### Brief
Provide only the number of lines below that contain the word "NotFound".

[Stored data entries]
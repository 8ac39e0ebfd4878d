//! Unified application error types for Devflow.
//!
//! Crate-specific errors (for example `HookError` in `devflow-hooks`) are
//! mapped into [`AppError`] at the binary boundary so that every command
//! reports failures the same way.

use std::fmt;
use thiserror::Error;

/// Top-level error kind categorization used across the application.
#[derive(Debug, Clone, Copy, PartialEq, Eq, Hash, serde::Serialize, serde::Deserialize)]
pub enum ErrorKind {
    /// A configuration value or the project registry is missing or invalid.
    Configuration,
    /// A filesystem operation (backup, restore, marker file) failed.
    Io,
    /// A directory could not be mapped to a registered project.
    Resolution,
    /// An external evaluation process failed or timed out.
    ExternalProcess,
    /// The requested resource was not found.
    NotFound,
    /// A conflicting registration already exists.
    Conflict,
    /// Input validation failed.
    Validation,
    /// A serialization/deserialization error occurred.
    Serialization,
    /// An internal error occurred.
    Internal,
}

impl fmt::Display for ErrorKind {
    fn fmt(&self, f: &mut fmt::Formatter<'_>) -> fmt::Result {
        match self {
            Self::Configuration => write!(f, "CONFIGURATION"),
            Self::Io => write!(f, "IO"),
            Self::Resolution => write!(f, "RESOLUTION"),
            Self::ExternalProcess => write!(f, "EXTERNAL_PROCESS"),
            Self::NotFound => write!(f, "NOT_FOUND"),
            Self::Conflict => write!(f, "CONFLICT"),
            Self::Validation => write!(f, "VALIDATION"),
            Self::Serialization => write!(f, "SERIALIZATION"),
            Self::Internal => write!(f, "INTERNAL"),
        }
    }
}

/// The unified application error used throughout Devflow.
#[derive(Debug, Error)]
#[error("{kind}: {message}")]
pub struct AppError {
    /// The category of error.
    pub kind: ErrorKind,
    /// A human-readable error message.
    pub message: String,
    /// Optional underlying cause.
    #[source]
    pub source: Option<Box<dyn std::error::Error + Send + Sync>>,
}

impl AppError {
    /// Create a new application error.
    pub fn new(kind: ErrorKind, message: impl Into<String>) -> Self {
        Self {
            kind,
            message: message.into(),
            source: None,
        }
    }

    /// Create a new application error with an underlying cause.
    pub fn with_source(
        kind: ErrorKind,
        message: impl Into<String>,
        source: impl std::error::Error + Send + Sync + 'static,
    ) -> Self {
        Self {
            kind,
            message: message.into(),
            source: Some(Box::new(source)),
        }
    }

    /// Create a configuration error.
    pub fn configuration(message: impl Into<String>) -> Self {
        Self::new(ErrorKind::Configuration, message)
    }

    /// Create an I/O error.
    pub fn io(message: impl Into<String>) -> Self {
        Self::new(ErrorKind::Io, message)
    }

    /// Create a resolution error.
    pub fn resolution(message: impl Into<String>) -> Self {
        Self::new(ErrorKind::Resolution, message)
    }

    /// Create an external-process error.
    pub fn external_process(message: impl Into<String>) -> Self {
        Self::new(ErrorKind::ExternalProcess, message)
    }

    /// Create a not-found error.
    pub fn not_found(message: impl Into<String>) -> Self {
        Self::new(ErrorKind::NotFound, message)
    }

    /// Create a conflict error.
    pub fn conflict(message: impl Into<String>) -> Self {
        Self::new(ErrorKind::Conflict, message)
    }

    /// Create a validation error.
    pub fn validation(message: impl Into<String>) -> Self {
        Self::new(ErrorKind::Validation, message)
    }

    /// Create an internal error.
    pub fn internal(message: impl Into<String>) -> Self {
        Self::new(ErrorKind::Internal, message)
    }
}

impl Clone for AppError {
    fn clone(&self) -> Self {
        Self {
            kind: self.kind,
            message: self.message.clone(),
            source: None,
        }
    }
}

impl From<serde_json::Error> for AppError {
    fn from(err: serde_json::Error) -> Self {
        Self::with_source(
            ErrorKind::Serialization,
            format!("JSON serialization error: {err}"),
            err,
        )
    }
}

impl From<std::io::Error> for AppError {
    fn from(err: std::io::Error) -> Self {
        Self::with_source(ErrorKind::Io, format!("I/O error: {err}"), err)
    }
}

impl From<config::ConfigError> for AppError {
    fn from(err: config::ConfigError) -> Self {
        Self::with_source(
            ErrorKind::Configuration,
            format!("Configuration error: {err}"),
            err,
        )
    }
}

impl From<validator::ValidationErrors> for AppError {
    fn from(err: validator::ValidationErrors) -> Self {
        Self::with_source(
            ErrorKind::Validation,
            format!("Invalid configuration: {err}"),
            err,
        )
    }
}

### Response
3